══ Data for this exercise ══

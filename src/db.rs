use rusqlite::Connection;
use std::path::Path;

pub const DB_FILE_NAME: &str = "resultportal.sqlite3";

pub fn open_db(workspace: &Path) -> anyhow::Result<Connection> {
    std::fs::create_dir_all(workspace)?;
    let db_path = workspace.join(DB_FILE_NAME);
    let conn = Connection::open(db_path)?;
    conn.execute("PRAGMA foreign_keys = ON", [])?;

    conn.execute(
        "CREATE TABLE IF NOT EXISTS students(
            id TEXT PRIMARY KEY,
            gr_number TEXT NOT NULL UNIQUE,
            first_name TEXT NOT NULL,
            last_name TEXT NOT NULL,
            standard TEXT NOT NULL,
            roll_no TEXT,
            guardian_name TEXT,
            phone TEXT,
            active INTEGER NOT NULL,
            sort_order INTEGER NOT NULL,
            updated_at TEXT
        )",
        [],
    )?;
    conn.execute(
        "CREATE INDEX IF NOT EXISTS idx_students_standard ON students(standard, sort_order)",
        [],
    )?;
    conn.execute(
        "CREATE INDEX IF NOT EXISTS idx_students_gr ON students(gr_number)",
        [],
    )?;

    // Guardian contact columns arrived after the first workspaces shipped.
    ensure_students_guardian_columns(&conn)?;

    conn.execute(
        "CREATE TABLE IF NOT EXISTS teachers(
            id TEXT PRIMARY KEY,
            first_name TEXT NOT NULL,
            last_name TEXT NOT NULL,
            subject TEXT,
            phone TEXT,
            is_admin INTEGER NOT NULL DEFAULT 0,
            active INTEGER NOT NULL,
            updated_at TEXT
        )",
        [],
    )?;

    conn.execute(
        "CREATE TABLE IF NOT EXISTS results(
            id TEXT PRIMARY KEY,
            student_id TEXT NOT NULL,
            exam_name TEXT NOT NULL,
            exam_date TEXT,
            published INTEGER NOT NULL DEFAULT 0,
            created_by TEXT,
            updated_at TEXT,
            FOREIGN KEY(student_id) REFERENCES students(id),
            FOREIGN KEY(created_by) REFERENCES teachers(id),
            UNIQUE(student_id, exam_name)
        )",
        [],
    )?;
    ensure_results_published(&conn)?;
    conn.execute(
        "CREATE INDEX IF NOT EXISTS idx_results_student ON results(student_id)",
        [],
    )?;
    conn.execute(
        "CREATE INDEX IF NOT EXISTS idx_results_exam ON results(exam_name)",
        [],
    )?;

    // Only raw per-subject marks are stored. Totals, percentage, and grade
    // are recomputed on every read so they can never go stale.
    conn.execute(
        "CREATE TABLE IF NOT EXISTS result_subjects(
            id TEXT PRIMARY KEY,
            result_id TEXT NOT NULL,
            name TEXT NOT NULL,
            obtained_marks REAL NOT NULL,
            max_marks REAL NOT NULL,
            sort_order INTEGER NOT NULL,
            FOREIGN KEY(result_id) REFERENCES results(id),
            UNIQUE(result_id, name)
        )",
        [],
    )?;
    conn.execute(
        "CREATE INDEX IF NOT EXISTS idx_result_subjects_result ON result_subjects(result_id)",
        [],
    )?;

    conn.execute(
        "CREATE TABLE IF NOT EXISTS attendance_days(
            student_id TEXT NOT NULL,
            date TEXT NOT NULL,
            status TEXT NOT NULL,
            PRIMARY KEY(student_id, date),
            FOREIGN KEY(student_id) REFERENCES students(id)
        )",
        [],
    )?;
    conn.execute(
        "CREATE INDEX IF NOT EXISTS idx_attendance_days_date ON attendance_days(date)",
        [],
    )?;

    conn.execute(
        "CREATE TABLE IF NOT EXISTS holidays(
            id TEXT PRIMARY KEY,
            name TEXT NOT NULL,
            start_date TEXT NOT NULL,
            end_date TEXT NOT NULL,
            description TEXT
        )",
        [],
    )?;
    conn.execute(
        "CREATE INDEX IF NOT EXISTS idx_holidays_start ON holidays(start_date)",
        [],
    )?;

    conn.execute(
        "CREATE TABLE IF NOT EXISTS timetable_slots(
            id TEXT PRIMARY KEY,
            standard TEXT NOT NULL,
            day_of_week INTEGER NOT NULL,
            period INTEGER NOT NULL,
            subject TEXT NOT NULL,
            teacher_id TEXT,
            start_time TEXT,
            end_time TEXT,
            FOREIGN KEY(teacher_id) REFERENCES teachers(id),
            UNIQUE(standard, day_of_week, period)
        )",
        [],
    )?;
    conn.execute(
        "CREATE INDEX IF NOT EXISTS idx_timetable_standard ON timetable_slots(standard, day_of_week, period)",
        [],
    )?;

    Ok(conn)
}

fn ensure_students_guardian_columns(conn: &Connection) -> anyhow::Result<()> {
    if !table_has_column(conn, "students", "guardian_name")? {
        conn.execute("ALTER TABLE students ADD COLUMN guardian_name TEXT", [])?;
    }
    if !table_has_column(conn, "students", "phone")? {
        conn.execute("ALTER TABLE students ADD COLUMN phone TEXT", [])?;
    }
    Ok(())
}

fn ensure_results_published(conn: &Connection) -> anyhow::Result<()> {
    if table_has_column(conn, "results", "published")? {
        return Ok(());
    }
    // Results written before the publish gate existed were already visible.
    conn.execute(
        "ALTER TABLE results ADD COLUMN published INTEGER NOT NULL DEFAULT 1",
        [],
    )?;
    Ok(())
}

fn table_has_column(conn: &Connection, table: &str, column: &str) -> anyhow::Result<bool> {
    let sql = format!("PRAGMA table_info({})", table);
    let mut stmt = conn.prepare(&sql)?;
    let mut rows = stmt.query([])?;
    while let Some(row) = rows.next()? {
        let name: String = row.get(1)?;
        if name == column {
            return Ok(true);
        }
    }
    Ok(false)
}
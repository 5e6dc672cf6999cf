use serde_json::json;
use std::io::{BufRead, BufReader, Write};
use std::path::PathBuf;
use std::process::{Child, ChildStdin, ChildStdout, Command, Stdio};
use std::time::{SystemTime, UNIX_EPOCH};

fn temp_dir(prefix: &str) -> PathBuf {
    let p = std::env::temp_dir().join(format!(
        "{}-{}",
        prefix,
        SystemTime::now()
            .duration_since(UNIX_EPOCH)
            .expect("clock")
            .as_nanos()
    ));
    std::fs::create_dir_all(&p).expect("create temp dir");
    p
}

fn spawn_sidecar() -> (Child, ChildStdin, BufReader<ChildStdout>) {
    let exe = env!("CARGO_BIN_EXE_resultportald");
    let mut child = Command::new(exe)
        .stdin(Stdio::piped())
        .stdout(Stdio::piped())
        .stderr(Stdio::null())
        .spawn()
        .expect("spawn resultportald");
    let stdin = child.stdin.take().expect("child stdin");
    let stdout = child.stdout.take().expect("child stdout");
    (child, stdin, BufReader::new(stdout))
}

fn request(
    stdin: &mut ChildStdin,
    reader: &mut BufReader<ChildStdout>,
    id: &str,
    method: &str,
    params: serde_json::Value,
) -> serde_json::Value {
    let payload = json!({
        "id": id,
        "method": method,
        "params": params,
    });
    writeln!(stdin, "{}", payload).expect("write request");
    stdin.flush().expect("flush request");

    let mut line = String::new();
    reader.read_line(&mut line).expect("read response line");
    assert!(!line.trim().is_empty(), "empty response for {}", method);
    let value: serde_json::Value = serde_json::from_str(line.trim()).expect("parse response json");
    assert_eq!(value.get("id").and_then(|v| v.as_str()), Some(id));
    if value.get("ok").and_then(|v| v.as_bool()) == Some(false) {
        let code = value
            .get("error")
            .and_then(|e| e.get("code"))
            .and_then(|v| v.as_str())
            .unwrap_or("unknown");
        assert_ne!(
            code, "not_implemented",
            "unexpected unknown method for {}",
            method
        );
    }
    value
}

#[test]
fn router_dispatch_smoke_covers_handler_families() {
    let workspace = temp_dir("resultportal-router-smoke");
    let bundle_out = workspace.join("smoke-backup.rpbackup.zip");
    let csv_out = workspace.join("smoke-results.csv");

    let (mut child, mut stdin, mut reader) = spawn_sidecar();

    let _ = request(&mut stdin, &mut reader, "1", "health", json!({}));
    let _ = request(
        &mut stdin,
        &mut reader,
        "2",
        "workspace.select",
        json!({ "path": workspace.to_string_lossy() }),
    );

    let created = request(
        &mut stdin,
        &mut reader,
        "3",
        "students.create",
        json!({
            "grNumber": "GR-9001",
            "firstName": "Smoke",
            "lastName": "Student",
            "standard": "5"
        }),
    );
    let student_id = created
        .get("result")
        .and_then(|v| v.get("studentId"))
        .and_then(|v| v.as_str())
        .expect("studentId")
        .to_string();

    let _ = request(
        &mut stdin,
        &mut reader,
        "4",
        "students.list",
        json!({ "standard": "5" }),
    );
    let _ = request(
        &mut stdin,
        &mut reader,
        "5",
        "students.lookupByGr",
        json!({ "grNumber": "GR-9001" }),
    );
    let _ = request(
        &mut stdin,
        &mut reader,
        "6",
        "students.update",
        json!({ "studentId": student_id, "patch": { "firstName": "Updated" } }),
    );

    let teacher_created = request(
        &mut stdin,
        &mut reader,
        "7",
        "teachers.create",
        json!({ "firstName": "Smoke", "lastName": "Teacher", "subject": "Mathematics" }),
    );
    let teacher_id = teacher_created
        .get("result")
        .and_then(|v| v.get("teacherId"))
        .and_then(|v| v.as_str())
        .expect("teacherId")
        .to_string();
    let _ = request(&mut stdin, &mut reader, "8", "teachers.list", json!({}));

    let uploaded = request(
        &mut stdin,
        &mut reader,
        "9",
        "results.upload",
        json!({
            "studentId": student_id,
            "examName": "Unit Test 1",
            "examDate": "2026-07-20",
            "createdBy": teacher_id,
            "subjects": [
                { "name": "Mathematics", "obtainedMarks": 45, "maxMarks": 50 },
                { "name": "Science", "obtainedMarks": 38, "maxMarks": 50 }
            ]
        }),
    );
    let result_id = uploaded
        .get("result")
        .and_then(|v| v.get("resultId"))
        .and_then(|v| v.as_str())
        .expect("resultId")
        .to_string();

    let _ = request(
        &mut stdin,
        &mut reader,
        "10",
        "results.get",
        json!({ "resultId": result_id }),
    );
    let _ = request(
        &mut stdin,
        &mut reader,
        "11",
        "results.listForStudent",
        json!({ "studentId": student_id, "includeUnpublished": true }),
    );
    let _ = request(
        &mut stdin,
        &mut reader,
        "12",
        "results.publish",
        json!({ "resultId": result_id, "published": true }),
    );
    let _ = request(
        &mut stdin,
        &mut reader,
        "13",
        "results.classSummary",
        json!({ "standard": "5", "examName": "Unit Test 1" }),
    );

    let _ = request(
        &mut stdin,
        &mut reader,
        "14",
        "attendance.markDay",
        json!({
            "date": "2026-07-21",
            "entries": [{ "studentId": student_id, "status": "present" }]
        }),
    );
    let _ = request(
        &mut stdin,
        &mut reader,
        "15",
        "attendance.monthOpen",
        json!({ "standard": "5", "month": "2026-07" }),
    );
    let _ = request(
        &mut stdin,
        &mut reader,
        "16",
        "attendance.studentSummary",
        json!({ "studentId": student_id }),
    );

    let _ = request(
        &mut stdin,
        &mut reader,
        "17",
        "holidays.create",
        json!({ "name": "Founders Day", "startDate": "2026-09-01" }),
    );
    let _ = request(&mut stdin, &mut reader, "18", "holidays.list", json!({}));

    let _ = request(
        &mut stdin,
        &mut reader,
        "19",
        "timetable.save",
        json!({
            "standard": "5",
            "slots": [
                { "dayOfWeek": 1, "period": 1, "subject": "Mathematics", "teacherId": teacher_id }
            ]
        }),
    );
    let _ = request(
        &mut stdin,
        &mut reader,
        "20",
        "timetable.get",
        json!({ "standard": "5" }),
    );

    let _ = request(
        &mut stdin,
        &mut reader,
        "21",
        "exchange.exportResultsCsv",
        json!({
            "standard": "5",
            "examName": "Unit Test 1",
            "outPath": csv_out.to_string_lossy()
        }),
    );
    let _ = request(
        &mut stdin,
        &mut reader,
        "22",
        "backup.exportWorkspaceBundle",
        json!({
            "workspacePath": workspace.to_string_lossy(),
            "outPath": bundle_out.to_string_lossy()
        }),
    );
    let _ = request(
        &mut stdin,
        &mut reader,
        "23",
        "backup.importWorkspaceBundle",
        json!({
            "workspacePath": workspace.to_string_lossy(),
            "inPath": bundle_out.to_string_lossy()
        }),
    );

    let _ = request(
        &mut stdin,
        &mut reader,
        "24",
        "results.delete",
        json!({ "resultId": result_id }),
    );
    let _ = request(
        &mut stdin,
        &mut reader,
        "25",
        "students.delete",
        json!({ "studentId": student_id }),
    );
    let _ = request(
        &mut stdin,
        &mut reader,
        "26",
        "teachers.delete",
        json!({ "teacherId": teacher_id }),
    );

    drop(stdin);
    let _ = child.wait();
    let _ = std::fs::remove_dir_all(workspace);
}
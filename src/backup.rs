use anyhow::{anyhow, Context};
use serde_json::json;
use sha2::{Digest, Sha256};
use std::fs::File;
use std::io::{Read, Write};
use std::path::Path;
use std::time::{SystemTime, UNIX_EPOCH};
use zip::write::FileOptions;
use zip::{CompressionMethod, ZipArchive, ZipWriter};

use crate::db::DB_FILE_NAME;

const MANIFEST_ENTRY: &str = "manifest.json";
const DB_ENTRY: &str = "db/resultportal.sqlite3";
const META_WORKSPACE_ENTRY: &str = "meta/workspace.json";
pub const BUNDLE_FORMAT_V1: &str = "resultportal-workspace-v1";

#[derive(Debug, Clone)]
pub struct ExportSummary {
    pub bundle_format: String,
    pub entry_count: usize,
    pub db_sha256: String,
}

#[derive(Debug, Clone)]
pub struct ImportSummary {
    pub bundle_format_detected: String,
}

pub fn export_workspace_bundle(
    workspace_path: &Path,
    out_path: &Path,
) -> anyhow::Result<ExportSummary> {
    let db_path = workspace_path.join(DB_FILE_NAME);
    if !db_path.is_file() {
        return Err(anyhow!(
            "workspace database not found: {}",
            db_path.to_string_lossy()
        ));
    }

    if let Some(parent) = out_path.parent() {
        std::fs::create_dir_all(parent)
            .with_context(|| format!("failed to create directory {}", parent.to_string_lossy()))?;
    }

    let db_sha256 = file_sha256(&db_path).context("failed to checksum workspace database")?;

    let out_file = File::create(out_path).with_context(|| {
        format!(
            "failed to create output file {}",
            out_path.to_string_lossy()
        )
    })?;
    let mut zip = ZipWriter::new(out_file);
    let opts = FileOptions::default().compression_method(CompressionMethod::Deflated);

    let exported_at = SystemTime::now()
        .duration_since(UNIX_EPOCH)
        .unwrap_or_default()
        .as_secs();
    let manifest = json!({
        "format": BUNDLE_FORMAT_V1,
        "version": 1,
        "appVersion": env!("CARGO_PKG_VERSION"),
        "exportedAt": exported_at,
        "dbSha256": db_sha256,
    });
    zip.start_file(MANIFEST_ENTRY, opts)
        .context("failed to start manifest entry")?;
    zip.write_all(
        serde_json::to_string_pretty(&manifest)
            .context("failed to serialize manifest")?
            .as_bytes(),
    )
    .context("failed to write manifest entry")?;

    zip.start_file(DB_ENTRY, opts)
        .context("failed to start database entry")?;
    let mut db_file = File::open(&db_path)
        .with_context(|| format!("failed to open database {}", db_path.to_string_lossy()))?;
    std::io::copy(&mut db_file, &mut zip).context("failed to write database entry")?;

    let workspace_meta = json!({
        "sourceWorkspace": workspace_path.to_string_lossy(),
    });
    zip.start_file(META_WORKSPACE_ENTRY, opts)
        .context("failed to start workspace metadata entry")?;
    zip.write_all(
        serde_json::to_string_pretty(&workspace_meta)
            .context("failed to serialize workspace metadata")?
            .as_bytes(),
    )
    .context("failed to write workspace metadata entry")?;

    zip.finish().context("failed to finalize zip bundle")?;

    Ok(ExportSummary {
        bundle_format: BUNDLE_FORMAT_V1.to_string(),
        entry_count: 3,
        db_sha256,
    })
}

pub fn import_workspace_bundle(
    in_path: &Path,
    workspace_path: &Path,
) -> anyhow::Result<ImportSummary> {
    std::fs::create_dir_all(workspace_path).with_context(|| {
        format!(
            "failed to create workspace {}",
            workspace_path.to_string_lossy()
        )
    })?;
    let dst = workspace_path.join(DB_FILE_NAME);

    if !is_zip_file(in_path)? {
        // A bare SQLite file: accepted as a legacy backup, copied as-is.
        std::fs::copy(in_path, &dst).with_context(|| {
            format!(
                "failed to copy legacy sqlite backup from {} to {}",
                in_path.to_string_lossy(),
                dst.to_string_lossy()
            )
        })?;
        return Ok(ImportSummary {
            bundle_format_detected: "legacy-sqlite3".to_string(),
        });
    }

    let in_file = File::open(in_path)
        .with_context(|| format!("failed to open bundle {}", in_path.to_string_lossy()))?;
    let mut archive = ZipArchive::new(in_file).context("invalid zip archive")?;

    let mut manifest_text = String::new();
    archive
        .by_name(MANIFEST_ENTRY)
        .context("bundle missing manifest.json")?
        .read_to_string(&mut manifest_text)
        .context("failed to read manifest.json")?;
    let manifest: serde_json::Value =
        serde_json::from_str(&manifest_text).context("manifest.json is invalid JSON")?;
    let format = manifest
        .get("format")
        .and_then(|v| v.as_str())
        .unwrap_or("");
    if format != BUNDLE_FORMAT_V1 {
        return Err(anyhow!("unsupported bundle format: {}", format));
    }
    let expected_sha = manifest
        .get("dbSha256")
        .and_then(|v| v.as_str())
        .ok_or_else(|| anyhow!("bundle manifest missing dbSha256"))?
        .to_string();

    let tmp_dst = workspace_path.join(format!("{}.importing", DB_FILE_NAME));
    if tmp_dst.exists() {
        let _ = std::fs::remove_file(&tmp_dst);
    }

    let mut db_out = File::create(&tmp_dst).with_context(|| {
        format!(
            "failed to create temp database {}",
            tmp_dst.to_string_lossy()
        )
    })?;
    {
        let mut db_entry = archive
            .by_name(DB_ENTRY)
            .with_context(|| format!("bundle missing {}", DB_ENTRY))?;
        std::io::copy(&mut db_entry, &mut db_out).context("failed to extract database entry")?;
    }
    db_out
        .flush()
        .context("failed to flush extracted database")?;
    drop(db_out);

    let actual_sha = file_sha256(&tmp_dst).context("failed to checksum extracted database")?;
    if actual_sha != expected_sha {
        let _ = std::fs::remove_file(&tmp_dst);
        return Err(anyhow!(
            "bundle database checksum mismatch: expected {}, got {}",
            expected_sha,
            actual_sha
        ));
    }

    if dst.exists() {
        std::fs::remove_file(&dst).with_context(|| {
            format!(
                "failed to remove existing database {}",
                dst.to_string_lossy()
            )
        })?;
    }
    std::fs::rename(&tmp_dst, &dst).with_context(|| {
        format!(
            "failed to move extracted database to {}",
            dst.to_string_lossy()
        )
    })?;

    Ok(ImportSummary {
        bundle_format_detected: BUNDLE_FORMAT_V1.to_string(),
    })
}

pub fn file_sha256(path: &Path) -> anyhow::Result<String> {
    let mut f = File::open(path)
        .with_context(|| format!("failed to open {}", path.to_string_lossy()))?;
    let mut hasher = Sha256::new();
    let mut buf = [0u8; 8192];
    loop {
        let n = f.read(&mut buf).context("failed to read file for checksum")?;
        if n == 0 {
            break;
        }
        hasher.update(&buf[..n]);
    }
    Ok(format!("{:x}", hasher.finalize()))
}

fn is_zip_file(path: &Path) -> anyhow::Result<bool> {
    let mut f = File::open(path)
        .with_context(|| format!("failed to open input file {}", path.to_string_lossy()))?;
    let mut sig = [0u8; 4];
    let read = f.read(&mut sig).context("failed to read file signature")?;
    if read < 4 {
        return Ok(false);
    }
    Ok(sig == [0x50, 0x4B, 0x03, 0x04])
}
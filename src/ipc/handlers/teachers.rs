use crate::ipc::helpers::{
    get_opt_bool, get_opt_str, get_required_str, now_rfc3339, with_db, HandlerErr,
};
use crate::ipc::types::{AppState, Request};
use rusqlite::{Connection, OptionalExtension};
use serde_json::json;
use uuid::Uuid;

fn teacher_json(row: &rusqlite::Row<'_>) -> rusqlite::Result<serde_json::Value> {
    let id: String = row.get(0)?;
    let first_name: String = row.get(1)?;
    let last_name: String = row.get(2)?;
    let subject: Option<String> = row.get(3)?;
    let phone: Option<String> = row.get(4)?;
    let is_admin: i64 = row.get(5)?;
    let active: i64 = row.get(6)?;
    Ok(json!({
        "id": id,
        "firstName": first_name,
        "lastName": last_name,
        "displayName": format!("{}, {}", last_name, first_name),
        "subject": subject,
        "phone": phone,
        "isAdmin": is_admin != 0,
        "active": active != 0
    }))
}

fn teachers_list(
    conn: &Connection,
    _params: &serde_json::Value,
) -> Result<serde_json::Value, HandlerErr> {
    let mut stmt = conn
        .prepare(
            "SELECT id, first_name, last_name, subject, phone, is_admin, active
             FROM teachers
             ORDER BY last_name, first_name",
        )
        .map_err(|e| HandlerErr::new("db_query_failed", e.to_string()))?;
    let teachers = stmt
        .query_map([], teacher_json)
        .and_then(|it| it.collect::<Result<Vec<_>, _>>())
        .map_err(|e| HandlerErr::new("db_query_failed", e.to_string()))?;

    Ok(json!({ "teachers": teachers }))
}

fn teachers_create(
    conn: &Connection,
    params: &serde_json::Value,
) -> Result<serde_json::Value, HandlerErr> {
    let first_name = get_required_str(params, "firstName")?.trim().to_string();
    let last_name = get_required_str(params, "lastName")?.trim().to_string();
    if first_name.is_empty() || last_name.is_empty() {
        return Err(HandlerErr::new(
            "bad_params",
            "firstName and lastName must not be empty",
        ));
    }
    let subject = get_opt_str(params, "subject")?;
    let phone = get_opt_str(params, "phone")?;
    let is_admin = get_opt_bool(params, "isAdmin", false)?;
    let active = get_opt_bool(params, "active", true)?;

    let teacher_id = Uuid::new_v4().to_string();
    conn.execute(
        "INSERT INTO teachers(id, first_name, last_name, subject, phone, is_admin, active, updated_at)
         VALUES(?, ?, ?, ?, ?, ?, ?, ?)",
        (
            &teacher_id,
            &first_name,
            &last_name,
            &subject,
            &phone,
            is_admin as i64,
            active as i64,
            now_rfc3339(),
        ),
    )
    .map_err(|e| {
        HandlerErr::with_details("db_insert_failed", e.to_string(), json!({ "table": "teachers" }))
    })?;

    Ok(json!({ "teacherId": teacher_id }))
}

fn teachers_update(
    conn: &Connection,
    params: &serde_json::Value,
) -> Result<serde_json::Value, HandlerErr> {
    let teacher_id = get_required_str(params, "teacherId")?;
    let Some(patch) = params.get("patch") else {
        return Err(HandlerErr::new("bad_params", "missing patch"));
    };
    if !patch.is_object() {
        return Err(HandlerErr::new("bad_params", "patch must be an object"));
    }

    let row = conn
        .query_row(
            "SELECT first_name, last_name, subject, phone, is_admin, active
             FROM teachers WHERE id = ?",
            [&teacher_id],
            |r| {
                Ok((
                    r.get::<_, String>(0)?,
                    r.get::<_, String>(1)?,
                    r.get::<_, Option<String>>(2)?,
                    r.get::<_, Option<String>>(3)?,
                    r.get::<_, i64>(4)?,
                    r.get::<_, i64>(5)?,
                ))
            },
        )
        .optional()
        .map_err(|e| HandlerErr::new("db_query_failed", e.to_string()))?;
    let Some((mut first_name, mut last_name, mut subject, mut phone, mut is_admin, mut active)) =
        row
    else {
        return Err(HandlerErr::new("not_found", "teacher not found"));
    };

    if let Some(v) = get_opt_str(patch, "firstName")? {
        first_name = v.trim().to_string();
    }
    if let Some(v) = get_opt_str(patch, "lastName")? {
        last_name = v.trim().to_string();
    }
    if patch.get("subject").is_some() {
        subject = get_opt_str(patch, "subject")?;
    }
    if patch.get("phone").is_some() {
        phone = get_opt_str(patch, "phone")?;
    }
    if let Some(v) = patch.get("isAdmin") {
        if !v.is_null() {
            is_admin = v
                .as_bool()
                .ok_or_else(|| HandlerErr::new("bad_params", "isAdmin must be a boolean"))?
                as i64;
        }
    }
    if let Some(v) = patch.get("active") {
        if !v.is_null() {
            active = v
                .as_bool()
                .ok_or_else(|| HandlerErr::new("bad_params", "active must be a boolean"))?
                as i64;
        }
    }

    if first_name.is_empty() || last_name.is_empty() {
        return Err(HandlerErr::new(
            "bad_params",
            "firstName and lastName must not be empty",
        ));
    }

    conn.execute(
        "UPDATE teachers
         SET first_name = ?, last_name = ?, subject = ?, phone = ?, is_admin = ?, active = ?, updated_at = ?
         WHERE id = ?",
        (
            &first_name,
            &last_name,
            &subject,
            &phone,
            is_admin,
            active,
            now_rfc3339(),
            &teacher_id,
        ),
    )
    .map_err(|e| {
        HandlerErr::with_details("db_update_failed", e.to_string(), json!({ "table": "teachers" }))
    })?;

    Ok(json!({ "ok": true }))
}

fn teachers_delete(
    conn: &Connection,
    params: &serde_json::Value,
) -> Result<serde_json::Value, HandlerErr> {
    let teacher_id = get_required_str(params, "teacherId")?;

    let exists: Option<i64> = conn
        .query_row("SELECT 1 FROM teachers WHERE id = ?", [&teacher_id], |r| {
            r.get(0)
        })
        .optional()
        .map_err(|e| HandlerErr::new("db_query_failed", e.to_string()))?;
    if exists.is_none() {
        return Err(HandlerErr::new("not_found", "teacher not found"));
    }

    let tx = conn
        .unchecked_transaction()
        .map_err(|e| HandlerErr::new("db_tx_failed", e.to_string()))?;

    // Uploaded results and timetable slots outlive the teacher record;
    // just detach the references.
    tx.execute(
        "UPDATE results SET created_by = NULL WHERE created_by = ?",
        [&teacher_id],
    )
    .map_err(|e| {
        HandlerErr::with_details("db_update_failed", e.to_string(), json!({ "table": "results" }))
    })?;
    tx.execute(
        "UPDATE timetable_slots SET teacher_id = NULL WHERE teacher_id = ?",
        [&teacher_id],
    )
    .map_err(|e| {
        HandlerErr::with_details(
            "db_update_failed",
            e.to_string(),
            json!({ "table": "timetable_slots" }),
        )
    })?;
    tx.execute("DELETE FROM teachers WHERE id = ?", [&teacher_id])
        .map_err(|e| {
            HandlerErr::with_details("db_delete_failed", e.to_string(), json!({ "table": "teachers" }))
        })?;

    tx.commit()
        .map_err(|e| HandlerErr::new("db_commit_failed", e.to_string()))?;

    Ok(json!({ "ok": true }))
}

pub fn try_handle(state: &mut AppState, req: &Request) -> Option<serde_json::Value> {
    match req.method.as_str() {
        "teachers.list" => Some(with_db(state, req, teachers_list)),
        "teachers.create" => Some(with_db(state, req, teachers_create)),
        "teachers.update" => Some(with_db(state, req, teachers_update)),
        "teachers.delete" => Some(with_db(state, req, teachers_delete)),
        _ => None,
    }
}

═══

▸ **What to produce**: Check the listing above for "CompressionMethod". Show every line where it turns up.

▸ **Expected output**:
use zip::{CompressionMethod, ZipArchive, ZipWriter};
    let opts = FileOptions::default().compression_method(CompressionMethod::Deflated);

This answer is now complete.